ACTIVITY
Extract each line from the entries below that has the string "commits" in it.

Data extracted from a collection

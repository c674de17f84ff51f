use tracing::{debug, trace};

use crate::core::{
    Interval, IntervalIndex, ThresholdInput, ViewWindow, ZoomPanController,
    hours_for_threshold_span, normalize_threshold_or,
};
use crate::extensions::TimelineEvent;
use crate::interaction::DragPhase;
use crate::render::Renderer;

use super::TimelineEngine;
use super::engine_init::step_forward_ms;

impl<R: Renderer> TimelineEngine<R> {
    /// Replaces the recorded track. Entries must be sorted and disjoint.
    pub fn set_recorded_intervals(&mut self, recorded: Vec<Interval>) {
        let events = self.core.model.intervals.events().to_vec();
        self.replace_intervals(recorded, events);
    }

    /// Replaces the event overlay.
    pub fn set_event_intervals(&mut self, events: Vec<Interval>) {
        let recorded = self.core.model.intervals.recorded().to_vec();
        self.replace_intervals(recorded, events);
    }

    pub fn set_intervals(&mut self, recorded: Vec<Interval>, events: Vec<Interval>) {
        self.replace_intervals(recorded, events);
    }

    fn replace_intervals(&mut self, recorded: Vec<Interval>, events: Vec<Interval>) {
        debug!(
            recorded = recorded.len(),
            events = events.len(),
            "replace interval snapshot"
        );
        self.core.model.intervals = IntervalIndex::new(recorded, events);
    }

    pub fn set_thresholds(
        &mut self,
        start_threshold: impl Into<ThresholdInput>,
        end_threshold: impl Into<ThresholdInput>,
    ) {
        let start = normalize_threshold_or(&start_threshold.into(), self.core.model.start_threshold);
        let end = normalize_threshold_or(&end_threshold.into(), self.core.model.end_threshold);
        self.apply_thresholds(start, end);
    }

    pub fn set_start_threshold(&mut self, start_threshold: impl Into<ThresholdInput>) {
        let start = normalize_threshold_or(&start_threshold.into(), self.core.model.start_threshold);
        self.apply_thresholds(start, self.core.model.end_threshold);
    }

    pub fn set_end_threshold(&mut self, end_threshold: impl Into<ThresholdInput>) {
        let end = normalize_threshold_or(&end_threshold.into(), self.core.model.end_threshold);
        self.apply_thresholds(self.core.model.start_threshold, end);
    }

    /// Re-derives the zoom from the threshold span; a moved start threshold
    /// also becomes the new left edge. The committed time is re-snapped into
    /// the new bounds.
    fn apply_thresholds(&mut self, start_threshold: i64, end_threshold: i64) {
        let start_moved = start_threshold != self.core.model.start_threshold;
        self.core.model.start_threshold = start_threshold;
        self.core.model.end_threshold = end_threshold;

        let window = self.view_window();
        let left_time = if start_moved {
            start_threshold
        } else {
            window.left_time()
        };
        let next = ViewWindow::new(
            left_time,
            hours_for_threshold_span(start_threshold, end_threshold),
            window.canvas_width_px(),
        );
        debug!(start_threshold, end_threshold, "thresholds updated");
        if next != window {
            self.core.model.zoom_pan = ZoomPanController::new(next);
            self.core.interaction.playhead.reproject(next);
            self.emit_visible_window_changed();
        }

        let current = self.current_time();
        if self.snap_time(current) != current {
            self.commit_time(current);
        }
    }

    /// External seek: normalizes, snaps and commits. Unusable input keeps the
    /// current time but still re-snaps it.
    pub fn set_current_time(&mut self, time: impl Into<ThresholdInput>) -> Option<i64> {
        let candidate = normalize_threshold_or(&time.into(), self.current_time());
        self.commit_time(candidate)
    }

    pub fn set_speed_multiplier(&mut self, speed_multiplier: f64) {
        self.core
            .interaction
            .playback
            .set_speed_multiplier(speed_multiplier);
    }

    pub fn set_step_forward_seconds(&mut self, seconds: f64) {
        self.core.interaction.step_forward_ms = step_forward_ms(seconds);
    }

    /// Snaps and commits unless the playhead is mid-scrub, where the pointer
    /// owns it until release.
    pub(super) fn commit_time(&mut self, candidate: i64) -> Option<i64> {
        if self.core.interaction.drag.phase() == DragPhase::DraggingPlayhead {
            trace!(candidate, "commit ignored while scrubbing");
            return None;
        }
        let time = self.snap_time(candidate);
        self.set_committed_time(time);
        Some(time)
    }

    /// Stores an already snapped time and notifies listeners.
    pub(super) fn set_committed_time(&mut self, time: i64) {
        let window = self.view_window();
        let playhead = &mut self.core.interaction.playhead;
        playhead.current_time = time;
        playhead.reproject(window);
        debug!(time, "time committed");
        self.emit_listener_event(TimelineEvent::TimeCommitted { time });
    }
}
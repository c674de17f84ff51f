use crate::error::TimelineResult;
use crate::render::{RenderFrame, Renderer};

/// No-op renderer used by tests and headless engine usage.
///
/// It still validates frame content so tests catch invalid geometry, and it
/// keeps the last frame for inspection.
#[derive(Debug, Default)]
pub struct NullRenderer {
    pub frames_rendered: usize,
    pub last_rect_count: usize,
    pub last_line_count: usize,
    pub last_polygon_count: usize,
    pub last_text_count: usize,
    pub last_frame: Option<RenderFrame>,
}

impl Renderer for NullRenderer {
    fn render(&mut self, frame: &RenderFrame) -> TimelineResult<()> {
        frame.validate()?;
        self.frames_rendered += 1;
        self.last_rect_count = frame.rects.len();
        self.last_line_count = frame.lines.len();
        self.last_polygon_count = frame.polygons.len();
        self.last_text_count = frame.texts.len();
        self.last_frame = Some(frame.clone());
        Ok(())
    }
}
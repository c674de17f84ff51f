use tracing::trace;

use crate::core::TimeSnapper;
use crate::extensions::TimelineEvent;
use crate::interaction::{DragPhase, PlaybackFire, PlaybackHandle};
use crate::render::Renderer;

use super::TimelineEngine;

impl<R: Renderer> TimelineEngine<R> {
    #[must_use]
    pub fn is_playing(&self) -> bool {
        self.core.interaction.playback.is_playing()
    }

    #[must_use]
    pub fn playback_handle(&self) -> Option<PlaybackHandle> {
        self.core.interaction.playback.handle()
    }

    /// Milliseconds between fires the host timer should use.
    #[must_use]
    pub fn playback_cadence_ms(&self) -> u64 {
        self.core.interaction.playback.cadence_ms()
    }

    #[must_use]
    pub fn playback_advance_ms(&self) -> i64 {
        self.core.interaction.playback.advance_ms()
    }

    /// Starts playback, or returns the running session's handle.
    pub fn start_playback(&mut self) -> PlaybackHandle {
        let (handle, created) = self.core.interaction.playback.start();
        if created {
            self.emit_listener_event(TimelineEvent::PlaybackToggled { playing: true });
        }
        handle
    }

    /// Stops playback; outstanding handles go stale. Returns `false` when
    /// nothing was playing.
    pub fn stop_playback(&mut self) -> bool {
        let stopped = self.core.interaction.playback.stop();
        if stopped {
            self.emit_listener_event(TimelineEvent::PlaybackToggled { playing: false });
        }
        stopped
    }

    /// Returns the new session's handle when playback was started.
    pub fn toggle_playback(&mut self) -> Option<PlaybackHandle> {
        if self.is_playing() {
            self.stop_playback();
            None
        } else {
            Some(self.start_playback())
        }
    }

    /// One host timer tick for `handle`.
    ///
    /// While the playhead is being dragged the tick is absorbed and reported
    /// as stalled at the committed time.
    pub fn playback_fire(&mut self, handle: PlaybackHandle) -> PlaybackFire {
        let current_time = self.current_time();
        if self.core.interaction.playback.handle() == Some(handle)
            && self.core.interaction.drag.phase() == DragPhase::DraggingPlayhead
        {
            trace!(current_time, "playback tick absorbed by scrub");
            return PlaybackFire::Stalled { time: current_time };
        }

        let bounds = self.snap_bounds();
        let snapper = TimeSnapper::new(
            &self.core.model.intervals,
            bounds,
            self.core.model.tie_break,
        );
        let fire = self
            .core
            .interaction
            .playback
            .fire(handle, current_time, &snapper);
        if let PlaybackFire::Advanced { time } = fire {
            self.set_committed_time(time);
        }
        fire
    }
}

RESULT FOR THIS TASK
    /// External seek: normalizes, snaps and commits. Unusable input keeps the
    /// Snaps and commits unless the playhead is mid-scrub, where the pointer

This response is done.